More importantly, it doesn't seem like Clara wants to do anything to change her situation actively.

This begs the question, is it OK to cut a friend off if I hate their partner, and their relationship problems are taking too much precious real estate in my mind?

In the past few days, since they've agreed to work on things and take things slow, I kept wondering if it would be mean to cut Clara off for going against the one thing I told her not to do. To me, staying out of contact with him for about two weeks was the least she could do since she's staying at mine rent-free for now.

A part of me later wondered if I was a terrible friend for thinking these thoughts.

Portrait of three young people sitting together at a cafe. Group of young friends meeting in a coffee shop.
A group of friends meeting in a coffee shop. (PHOTO: Getty Images)

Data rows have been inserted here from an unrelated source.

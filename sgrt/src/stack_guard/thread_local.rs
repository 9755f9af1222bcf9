//! The per-thread guard record and its archive format.
//!
//! An archive is [ARCHIVE_SPACE_PER_THREAD] bytes: one native-endian `u64` per field of
//! [ThreadLocal], in the order [ThreadLocal::archive] writes them. Function and data pointers are stored as addresses, so an
//! archive is only meaningful inside the process that wrote it.

use super::{CallbackData, InterruptCallback, InterruptFlags, ILLEGAL_LIMIT, INTERRUPT_LIMIT};
use crate::errors::GuardError;
use byteorder::{ByteOrder, NativeEndian};
use static_assertions::const_assert;
use std::{mem, ptr};

/// How many `u64` words does an archived [ThreadLocal] occupy?
const ARCHIVE_WORDS: usize = 10;

/// How many bytes does [crate::StackGuard::archive] need to archive one thread?
pub const ARCHIVE_SPACE_PER_THREAD: usize = ARCHIVE_WORDS * mem::size_of::<u64>();

// Every `usize` field is archived as a `u64`.
const_assert!(mem::size_of::<usize>() <= mem::size_of::<u64>());

/// A plain copy of one thread's guard state.
///
/// The stack limit is split into a language-level ("JS") and a native ("C") limit. Each has a
/// `real_` value, the limit actually set for the thread, and an effective value which equals the
/// real one except when an interrupt is armed, in which case it is [INTERRUPT_LIMIT]. Stack checks
/// compare against the effective values.
#[derive(Clone, Copy, Debug)]
pub(crate) struct ThreadLocal {
    pub(crate) real_jslimit: usize,
    pub(crate) jslimit: usize,
    pub(crate) real_climit: usize,
    pub(crate) climit: usize,
    pub(crate) nesting: usize,
    /// Which thread record is this? 0 for a cleared record.
    pub(crate) record: u64,
    pub(crate) postpone_interrupts_nesting: usize,
    pub(crate) interrupt_flags: InterruptFlags,
    pub(crate) interrupt_callback: Option<InterruptCallback>,
    pub(crate) interrupt_callback_data: CallbackData,
}

impl ThreadLocal {
    /// A record that doesn't look as if any thread has been set up.
    pub(crate) fn cleared() -> Self {
        Self {
            real_jslimit: ILLEGAL_LIMIT,
            jslimit: ILLEGAL_LIMIT,
            real_climit: ILLEGAL_LIMIT,
            climit: ILLEGAL_LIMIT,
            nesting: 0,
            record: 0,
            postpone_interrupts_nesting: 0,
            interrupt_flags: InterruptFlags::empty(),
            interrupt_callback: None,
            interrupt_callback_data: CallbackData(ptr::null_mut()),
        }
    }

    /// Is no thread's state held in this record?
    pub(crate) fn is_vacant(&self) -> bool {
        self.real_climit == ILLEGAL_LIMIT
    }

    /// Recompute the effective limits from the real limits and the pending interrupts.
    pub(crate) fn rearm(&mut self) {
        if !self.interrupt_flags.is_empty() && self.postpone_interrupts_nesting == 0 {
            self.jslimit = INTERRUPT_LIMIT;
            self.climit = INTERRUPT_LIMIT;
        } else {
            self.jslimit = self.real_jslimit;
            self.climit = self.real_climit;
        }
    }

    /// Keep interrupts that were requested while no thread's state was installed: they were
    /// addressed to the context, not to a particular thread.
    pub(crate) fn adopt_requests(&mut self, vacant: &ThreadLocal) {
        debug_assert!(vacant.is_vacant());
        self.interrupt_flags = self.interrupt_flags.union(vacant.interrupt_flags);
        if let Some(cb) = vacant.interrupt_callback {
            self.interrupt_callback = Some(cb);
            self.interrupt_callback_data = vacant.interrupt_callback_data;
        }
    }

    /// Write this record into `to`, returning the number of bytes written.
    pub(crate) fn archive(&self, to: &mut [u8]) -> Result<usize, GuardError> {
        if to.len() < ARCHIVE_SPACE_PER_THREAD {
            return Err(GuardError::ArchiveTooSmall {
                needed: ARCHIVE_SPACE_PER_THREAD,
                got: to.len(),
            });
        }
        let words: [u64; ARCHIVE_WORDS] = [
            self.real_jslimit as u64,
            self.jslimit as u64,
            self.real_climit as u64,
            self.climit as u64,
            self.nesting as u64,
            self.postpone_interrupts_nesting as u64,
            u64::from(self.interrupt_flags.bits()),
            self.interrupt_callback.map(|cb| cb as usize).unwrap_or(0) as u64,
            self.interrupt_callback_data.0 as usize as u64,
            self.record,
        ];
        NativeEndian::write_u64_into(&words, &mut to[..ARCHIVE_SPACE_PER_THREAD]);
        Ok(ARCHIVE_SPACE_PER_THREAD)
    }

    /// Read a record from `from`, returning it and the number of bytes read.
    ///
    /// # Safety
    ///
    /// `from` must have been written by [ThreadLocal::archive] in this process: the interrupt
    /// callback is rebuilt from the address stored in it.
    pub(crate) unsafe fn restore(from: &[u8]) -> Result<(Self, usize), GuardError> {
        if from.len() < ARCHIVE_SPACE_PER_THREAD {
            return Err(GuardError::ArchiveTooSmall {
                needed: ARCHIVE_SPACE_PER_THREAD,
                got: from.len(),
            });
        }
        let mut words = [0u64; ARCHIVE_WORDS];
        NativeEndian::read_u64_into(&from[..ARCHIVE_SPACE_PER_THREAD], &mut words);
        let word = |i: usize| {
            usize::try_from(words[i])
                .map_err(|_| GuardError::ArchiveInvalid(format!("word {i} doesn't fit a usize")))
        };
        let interrupt_flags = u32::try_from(words[6])
            .ok()
            .and_then(InterruptFlags::from_bits)
            .ok_or_else(|| {
                GuardError::ArchiveInvalid(format!("unknown interrupt flags {:#x}", words[6]))
            })?;
        let interrupt_callback = match word(7)? {
            0 => None,
            x => Some(unsafe { mem::transmute::<usize, InterruptCallback>(x) }),
        };
        let tl = Self {
            real_jslimit: word(0)?,
            jslimit: word(1)?,
            real_climit: word(2)?,
            climit: word(3)?,
            nesting: word(4)?,
            postpone_interrupts_nesting: word(5)?,
            interrupt_flags,
            interrupt_callback,
            interrupt_callback_data: CallbackData(word(8)? as *mut _),
            record: words[9],
        };
        for (real, effective) in [(tl.real_jslimit, tl.jslimit), (tl.real_climit, tl.climit)] {
            if effective != real && effective != INTERRUPT_LIMIT {
                return Err(GuardError::ArchiveInvalid(format!(
                    "effective limit {effective:#x} is neither the real limit {real:#x} nor the interrupt limit"
                )));
            }
        }
        Ok((tl, ARCHIVE_SPACE_PER_THREAD))
    }
}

"Sometimes, people don't actually need saving. Sometimes, they just want to rant and get it out of their system so they can go home and continue putting up with their partners," says my friend *Chris when I told her about the situation. "It's really tiring to see a friend go through, but you can't save someone who doesn't want to be saved," she continued.

Chris is right.

It might bother me that Clara wants to continue dating Matt, but he is her burden to bear at the end of the day. And, perhaps she needs to go through these moments to learn that he isn't right for her eventually.

At the end of the day, my eagerness to help and be a supportive friend just isn't paying dividends. Instead, it's starting to do my head in.

I've learned then that as important as it was for Clara to cut all contact with Matt, it's essential that I, too, detach myself from the situation.

To that question about cutting Clara off, I've decided it might not even actually be necessary if I'm detaching myself from the situation. So I'm content with allowing her to make her own mistakes, and there's nothing I can actually do if she's not looking to better the situation herself.